* **Records to process**
# # # # #
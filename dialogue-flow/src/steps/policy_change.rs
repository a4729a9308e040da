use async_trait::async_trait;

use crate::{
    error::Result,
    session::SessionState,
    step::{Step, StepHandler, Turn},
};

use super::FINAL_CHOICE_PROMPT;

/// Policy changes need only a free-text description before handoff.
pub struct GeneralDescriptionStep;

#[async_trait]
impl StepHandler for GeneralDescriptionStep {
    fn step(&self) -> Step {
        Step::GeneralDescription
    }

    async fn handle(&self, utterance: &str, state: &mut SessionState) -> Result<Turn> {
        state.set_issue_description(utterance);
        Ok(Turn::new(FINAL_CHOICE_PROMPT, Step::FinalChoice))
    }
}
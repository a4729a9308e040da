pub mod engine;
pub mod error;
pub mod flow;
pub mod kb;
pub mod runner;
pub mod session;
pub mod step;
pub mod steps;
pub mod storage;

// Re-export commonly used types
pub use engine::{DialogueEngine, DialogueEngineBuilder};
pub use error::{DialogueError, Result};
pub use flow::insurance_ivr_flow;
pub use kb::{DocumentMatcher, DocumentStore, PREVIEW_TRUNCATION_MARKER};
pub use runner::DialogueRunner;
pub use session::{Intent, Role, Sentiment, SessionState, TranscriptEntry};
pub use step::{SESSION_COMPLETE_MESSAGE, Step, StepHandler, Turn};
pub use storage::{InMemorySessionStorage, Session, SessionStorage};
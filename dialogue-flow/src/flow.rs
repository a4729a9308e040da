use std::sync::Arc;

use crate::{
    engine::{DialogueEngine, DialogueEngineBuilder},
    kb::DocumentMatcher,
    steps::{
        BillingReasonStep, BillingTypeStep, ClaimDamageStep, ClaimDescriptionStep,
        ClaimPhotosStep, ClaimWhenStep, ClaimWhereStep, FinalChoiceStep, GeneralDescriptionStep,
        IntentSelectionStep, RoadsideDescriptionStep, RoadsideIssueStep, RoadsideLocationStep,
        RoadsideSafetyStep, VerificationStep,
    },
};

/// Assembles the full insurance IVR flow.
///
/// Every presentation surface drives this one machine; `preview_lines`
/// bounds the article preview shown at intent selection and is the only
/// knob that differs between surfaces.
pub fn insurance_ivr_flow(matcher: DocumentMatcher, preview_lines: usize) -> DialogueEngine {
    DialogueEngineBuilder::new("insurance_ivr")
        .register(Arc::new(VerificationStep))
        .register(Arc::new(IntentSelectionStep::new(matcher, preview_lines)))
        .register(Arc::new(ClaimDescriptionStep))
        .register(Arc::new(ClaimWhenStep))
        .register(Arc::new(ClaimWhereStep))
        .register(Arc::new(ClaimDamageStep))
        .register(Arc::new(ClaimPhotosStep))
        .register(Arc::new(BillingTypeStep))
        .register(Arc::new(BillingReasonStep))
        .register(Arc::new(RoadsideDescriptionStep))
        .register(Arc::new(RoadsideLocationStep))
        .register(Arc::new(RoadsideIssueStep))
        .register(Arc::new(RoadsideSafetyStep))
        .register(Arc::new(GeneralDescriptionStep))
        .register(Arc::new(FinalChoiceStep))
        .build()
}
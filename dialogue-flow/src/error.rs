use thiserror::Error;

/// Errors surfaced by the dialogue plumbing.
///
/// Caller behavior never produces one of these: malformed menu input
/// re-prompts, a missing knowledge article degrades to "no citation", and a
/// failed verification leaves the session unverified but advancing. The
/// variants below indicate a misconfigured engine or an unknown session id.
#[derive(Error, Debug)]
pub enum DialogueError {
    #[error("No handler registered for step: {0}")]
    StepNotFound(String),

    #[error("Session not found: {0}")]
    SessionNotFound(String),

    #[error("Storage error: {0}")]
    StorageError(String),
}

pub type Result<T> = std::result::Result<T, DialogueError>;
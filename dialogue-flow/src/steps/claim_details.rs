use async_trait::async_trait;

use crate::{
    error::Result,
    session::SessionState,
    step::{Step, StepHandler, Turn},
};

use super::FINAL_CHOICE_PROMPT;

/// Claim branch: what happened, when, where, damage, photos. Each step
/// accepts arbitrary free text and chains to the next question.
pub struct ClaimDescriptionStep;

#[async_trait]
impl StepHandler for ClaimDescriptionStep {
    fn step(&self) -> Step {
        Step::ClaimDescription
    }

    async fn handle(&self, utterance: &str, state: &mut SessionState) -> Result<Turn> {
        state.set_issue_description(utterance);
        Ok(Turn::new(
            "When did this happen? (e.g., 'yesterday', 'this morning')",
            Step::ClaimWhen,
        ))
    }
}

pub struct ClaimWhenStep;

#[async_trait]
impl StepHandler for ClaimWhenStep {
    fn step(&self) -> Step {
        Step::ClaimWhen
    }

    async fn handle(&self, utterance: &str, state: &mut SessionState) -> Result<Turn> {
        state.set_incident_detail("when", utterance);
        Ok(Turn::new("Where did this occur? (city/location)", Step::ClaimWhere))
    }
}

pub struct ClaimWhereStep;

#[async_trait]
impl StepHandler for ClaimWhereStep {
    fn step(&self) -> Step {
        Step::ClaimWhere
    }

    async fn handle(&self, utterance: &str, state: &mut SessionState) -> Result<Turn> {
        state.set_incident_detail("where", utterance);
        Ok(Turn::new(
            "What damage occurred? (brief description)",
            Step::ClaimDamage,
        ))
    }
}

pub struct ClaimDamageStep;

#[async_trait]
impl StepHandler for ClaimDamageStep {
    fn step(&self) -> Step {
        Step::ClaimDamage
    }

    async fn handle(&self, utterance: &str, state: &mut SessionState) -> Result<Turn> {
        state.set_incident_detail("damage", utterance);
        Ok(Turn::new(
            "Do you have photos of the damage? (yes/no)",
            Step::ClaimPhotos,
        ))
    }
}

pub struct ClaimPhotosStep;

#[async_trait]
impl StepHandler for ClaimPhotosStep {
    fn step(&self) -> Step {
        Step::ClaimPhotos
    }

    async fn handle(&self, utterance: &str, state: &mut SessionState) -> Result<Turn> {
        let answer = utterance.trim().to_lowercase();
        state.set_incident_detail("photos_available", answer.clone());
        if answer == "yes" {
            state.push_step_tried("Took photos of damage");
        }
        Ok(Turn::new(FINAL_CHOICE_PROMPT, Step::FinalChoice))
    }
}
# # # # #
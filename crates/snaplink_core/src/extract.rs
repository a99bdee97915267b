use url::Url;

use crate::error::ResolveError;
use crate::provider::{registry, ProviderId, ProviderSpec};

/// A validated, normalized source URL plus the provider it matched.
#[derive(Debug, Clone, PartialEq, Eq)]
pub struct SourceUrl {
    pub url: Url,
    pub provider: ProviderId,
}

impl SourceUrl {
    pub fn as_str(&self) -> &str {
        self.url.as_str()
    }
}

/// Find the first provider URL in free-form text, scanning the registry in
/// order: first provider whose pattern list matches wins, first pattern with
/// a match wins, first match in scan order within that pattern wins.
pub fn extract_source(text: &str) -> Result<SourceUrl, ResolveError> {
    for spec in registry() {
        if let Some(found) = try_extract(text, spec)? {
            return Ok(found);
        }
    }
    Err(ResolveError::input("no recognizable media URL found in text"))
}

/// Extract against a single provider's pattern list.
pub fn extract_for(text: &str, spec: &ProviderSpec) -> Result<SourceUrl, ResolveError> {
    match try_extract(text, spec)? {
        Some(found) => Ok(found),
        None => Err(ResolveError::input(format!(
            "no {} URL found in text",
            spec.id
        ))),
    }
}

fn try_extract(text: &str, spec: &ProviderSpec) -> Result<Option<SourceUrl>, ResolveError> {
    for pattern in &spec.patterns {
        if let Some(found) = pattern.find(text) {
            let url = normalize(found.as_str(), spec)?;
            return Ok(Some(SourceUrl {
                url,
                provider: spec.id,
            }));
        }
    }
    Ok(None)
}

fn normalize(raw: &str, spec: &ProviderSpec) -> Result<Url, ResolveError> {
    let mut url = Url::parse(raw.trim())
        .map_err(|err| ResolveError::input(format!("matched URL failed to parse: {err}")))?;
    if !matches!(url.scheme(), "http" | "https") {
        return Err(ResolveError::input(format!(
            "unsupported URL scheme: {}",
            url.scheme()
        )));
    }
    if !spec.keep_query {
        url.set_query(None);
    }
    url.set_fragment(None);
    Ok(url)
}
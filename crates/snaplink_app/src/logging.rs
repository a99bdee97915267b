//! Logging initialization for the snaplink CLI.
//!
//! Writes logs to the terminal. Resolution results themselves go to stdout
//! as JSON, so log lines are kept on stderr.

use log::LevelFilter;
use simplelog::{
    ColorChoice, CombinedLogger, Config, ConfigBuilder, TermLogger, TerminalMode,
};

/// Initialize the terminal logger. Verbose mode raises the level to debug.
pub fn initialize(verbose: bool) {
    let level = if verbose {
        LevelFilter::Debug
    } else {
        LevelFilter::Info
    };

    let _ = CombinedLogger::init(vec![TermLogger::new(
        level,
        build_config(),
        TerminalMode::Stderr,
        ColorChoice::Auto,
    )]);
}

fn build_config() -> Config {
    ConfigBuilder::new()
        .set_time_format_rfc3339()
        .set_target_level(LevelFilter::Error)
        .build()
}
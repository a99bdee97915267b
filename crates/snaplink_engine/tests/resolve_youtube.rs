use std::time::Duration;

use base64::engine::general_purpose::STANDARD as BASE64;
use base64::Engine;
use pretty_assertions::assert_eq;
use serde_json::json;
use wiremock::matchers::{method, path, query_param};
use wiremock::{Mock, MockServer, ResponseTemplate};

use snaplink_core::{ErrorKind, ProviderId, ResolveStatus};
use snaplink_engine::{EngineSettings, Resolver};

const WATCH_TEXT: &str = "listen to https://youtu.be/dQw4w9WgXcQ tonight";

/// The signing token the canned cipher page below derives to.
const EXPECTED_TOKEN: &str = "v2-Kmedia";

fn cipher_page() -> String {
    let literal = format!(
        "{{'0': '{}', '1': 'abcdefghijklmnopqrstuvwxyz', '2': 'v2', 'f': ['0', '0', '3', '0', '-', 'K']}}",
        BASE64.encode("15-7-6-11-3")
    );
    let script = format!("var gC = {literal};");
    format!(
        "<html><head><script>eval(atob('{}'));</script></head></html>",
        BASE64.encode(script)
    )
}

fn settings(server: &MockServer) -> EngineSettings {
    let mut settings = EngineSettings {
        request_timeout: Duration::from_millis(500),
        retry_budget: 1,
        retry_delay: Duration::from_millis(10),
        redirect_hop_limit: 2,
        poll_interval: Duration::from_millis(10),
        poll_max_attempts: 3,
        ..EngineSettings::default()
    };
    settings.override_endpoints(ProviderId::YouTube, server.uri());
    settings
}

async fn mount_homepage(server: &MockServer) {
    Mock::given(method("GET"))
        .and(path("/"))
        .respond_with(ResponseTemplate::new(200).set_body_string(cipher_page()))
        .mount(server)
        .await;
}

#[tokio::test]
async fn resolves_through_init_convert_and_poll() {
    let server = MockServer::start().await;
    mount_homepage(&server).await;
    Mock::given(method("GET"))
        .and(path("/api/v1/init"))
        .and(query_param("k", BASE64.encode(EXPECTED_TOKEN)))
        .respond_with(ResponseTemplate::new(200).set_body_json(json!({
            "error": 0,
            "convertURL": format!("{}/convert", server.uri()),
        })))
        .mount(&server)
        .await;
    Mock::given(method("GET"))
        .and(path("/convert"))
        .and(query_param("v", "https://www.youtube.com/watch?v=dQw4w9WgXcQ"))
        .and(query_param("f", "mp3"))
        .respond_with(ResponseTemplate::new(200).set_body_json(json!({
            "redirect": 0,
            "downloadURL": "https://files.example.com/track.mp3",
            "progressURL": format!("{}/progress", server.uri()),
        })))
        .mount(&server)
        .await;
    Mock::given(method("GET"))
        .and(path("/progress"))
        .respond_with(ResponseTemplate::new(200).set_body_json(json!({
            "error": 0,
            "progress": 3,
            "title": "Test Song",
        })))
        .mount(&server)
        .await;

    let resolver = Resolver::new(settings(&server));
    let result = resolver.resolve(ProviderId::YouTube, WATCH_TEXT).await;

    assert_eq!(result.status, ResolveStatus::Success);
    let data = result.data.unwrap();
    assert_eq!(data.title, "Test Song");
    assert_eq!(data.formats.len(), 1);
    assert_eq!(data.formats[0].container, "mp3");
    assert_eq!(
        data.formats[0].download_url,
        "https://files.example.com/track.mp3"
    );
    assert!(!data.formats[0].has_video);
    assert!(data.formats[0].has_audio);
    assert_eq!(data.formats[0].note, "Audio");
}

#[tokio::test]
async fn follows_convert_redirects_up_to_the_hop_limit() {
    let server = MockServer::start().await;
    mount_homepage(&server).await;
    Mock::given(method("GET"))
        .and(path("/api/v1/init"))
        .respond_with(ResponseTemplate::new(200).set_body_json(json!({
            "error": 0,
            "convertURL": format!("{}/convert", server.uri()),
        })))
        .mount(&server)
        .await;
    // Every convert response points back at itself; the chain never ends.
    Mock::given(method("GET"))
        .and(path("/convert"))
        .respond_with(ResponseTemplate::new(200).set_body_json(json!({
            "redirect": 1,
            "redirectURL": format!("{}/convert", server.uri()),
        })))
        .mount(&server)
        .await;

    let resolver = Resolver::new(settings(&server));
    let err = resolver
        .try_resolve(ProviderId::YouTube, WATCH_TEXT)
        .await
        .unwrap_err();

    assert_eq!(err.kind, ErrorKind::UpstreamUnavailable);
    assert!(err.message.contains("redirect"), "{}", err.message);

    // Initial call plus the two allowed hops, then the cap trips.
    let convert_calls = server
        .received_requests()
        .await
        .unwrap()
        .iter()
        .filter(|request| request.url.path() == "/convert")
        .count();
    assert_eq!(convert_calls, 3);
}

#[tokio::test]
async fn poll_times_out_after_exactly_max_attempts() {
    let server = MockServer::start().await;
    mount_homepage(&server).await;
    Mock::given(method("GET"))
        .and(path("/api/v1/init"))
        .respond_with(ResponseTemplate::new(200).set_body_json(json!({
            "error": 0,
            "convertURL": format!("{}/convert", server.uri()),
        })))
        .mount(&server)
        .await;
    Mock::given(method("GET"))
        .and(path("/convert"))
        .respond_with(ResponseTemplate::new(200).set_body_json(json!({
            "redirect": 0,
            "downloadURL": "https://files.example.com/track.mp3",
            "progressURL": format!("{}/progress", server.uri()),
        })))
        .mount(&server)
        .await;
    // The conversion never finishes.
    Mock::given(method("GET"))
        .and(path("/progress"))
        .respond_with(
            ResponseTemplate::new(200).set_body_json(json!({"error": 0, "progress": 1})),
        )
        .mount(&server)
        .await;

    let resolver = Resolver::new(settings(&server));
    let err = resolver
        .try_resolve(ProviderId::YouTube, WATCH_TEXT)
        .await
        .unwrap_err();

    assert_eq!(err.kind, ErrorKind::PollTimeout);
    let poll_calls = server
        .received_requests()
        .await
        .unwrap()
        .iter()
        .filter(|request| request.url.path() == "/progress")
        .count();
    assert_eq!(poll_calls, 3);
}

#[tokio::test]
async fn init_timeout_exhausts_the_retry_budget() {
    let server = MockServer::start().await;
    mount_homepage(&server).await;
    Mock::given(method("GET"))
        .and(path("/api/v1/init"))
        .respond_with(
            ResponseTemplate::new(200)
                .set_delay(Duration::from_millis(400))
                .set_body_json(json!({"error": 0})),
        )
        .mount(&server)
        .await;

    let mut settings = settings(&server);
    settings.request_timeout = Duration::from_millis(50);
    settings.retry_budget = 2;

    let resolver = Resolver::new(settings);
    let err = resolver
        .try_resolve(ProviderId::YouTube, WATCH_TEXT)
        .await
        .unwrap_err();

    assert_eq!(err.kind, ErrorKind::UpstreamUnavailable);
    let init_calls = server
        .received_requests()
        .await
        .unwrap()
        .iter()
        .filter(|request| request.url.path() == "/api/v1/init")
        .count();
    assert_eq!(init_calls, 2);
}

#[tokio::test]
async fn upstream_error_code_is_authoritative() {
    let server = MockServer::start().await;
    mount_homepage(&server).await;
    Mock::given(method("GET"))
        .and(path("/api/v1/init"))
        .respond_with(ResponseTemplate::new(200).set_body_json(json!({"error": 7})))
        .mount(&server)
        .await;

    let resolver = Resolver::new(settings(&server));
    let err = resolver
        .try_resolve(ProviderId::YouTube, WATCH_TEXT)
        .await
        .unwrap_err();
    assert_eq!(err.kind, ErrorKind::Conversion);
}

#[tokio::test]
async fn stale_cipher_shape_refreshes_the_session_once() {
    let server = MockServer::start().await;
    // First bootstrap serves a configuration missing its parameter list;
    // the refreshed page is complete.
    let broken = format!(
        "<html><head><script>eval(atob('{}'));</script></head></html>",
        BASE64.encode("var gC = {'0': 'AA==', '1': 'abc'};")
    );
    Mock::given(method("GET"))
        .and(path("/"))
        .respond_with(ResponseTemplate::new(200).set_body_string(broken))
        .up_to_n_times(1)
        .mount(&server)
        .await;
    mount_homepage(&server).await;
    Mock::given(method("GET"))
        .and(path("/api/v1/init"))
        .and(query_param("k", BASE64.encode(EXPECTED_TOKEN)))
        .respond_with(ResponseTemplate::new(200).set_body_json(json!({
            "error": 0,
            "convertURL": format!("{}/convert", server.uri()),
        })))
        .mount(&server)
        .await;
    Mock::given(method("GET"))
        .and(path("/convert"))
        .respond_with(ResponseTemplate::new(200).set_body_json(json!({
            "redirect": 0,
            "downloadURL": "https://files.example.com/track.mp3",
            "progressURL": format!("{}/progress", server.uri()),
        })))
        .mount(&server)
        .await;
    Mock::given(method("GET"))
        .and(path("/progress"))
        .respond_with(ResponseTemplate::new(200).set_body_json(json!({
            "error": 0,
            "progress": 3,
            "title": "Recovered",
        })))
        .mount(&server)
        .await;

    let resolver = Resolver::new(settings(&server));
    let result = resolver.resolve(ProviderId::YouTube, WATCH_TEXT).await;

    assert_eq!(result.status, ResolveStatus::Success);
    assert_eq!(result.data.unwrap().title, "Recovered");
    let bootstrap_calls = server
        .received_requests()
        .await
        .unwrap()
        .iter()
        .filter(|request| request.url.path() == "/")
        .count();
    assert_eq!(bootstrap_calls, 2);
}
# # # # #
* **Problem details**
Using the listing above, pull out all lines that hold the word "free".

* **Exercise answer**
/// Policy changes need only a free-text description before handoff.
/// accepts arbitrary free text and chains to the next question.
/// Find the first provider URL in free-form text, scanning the registry in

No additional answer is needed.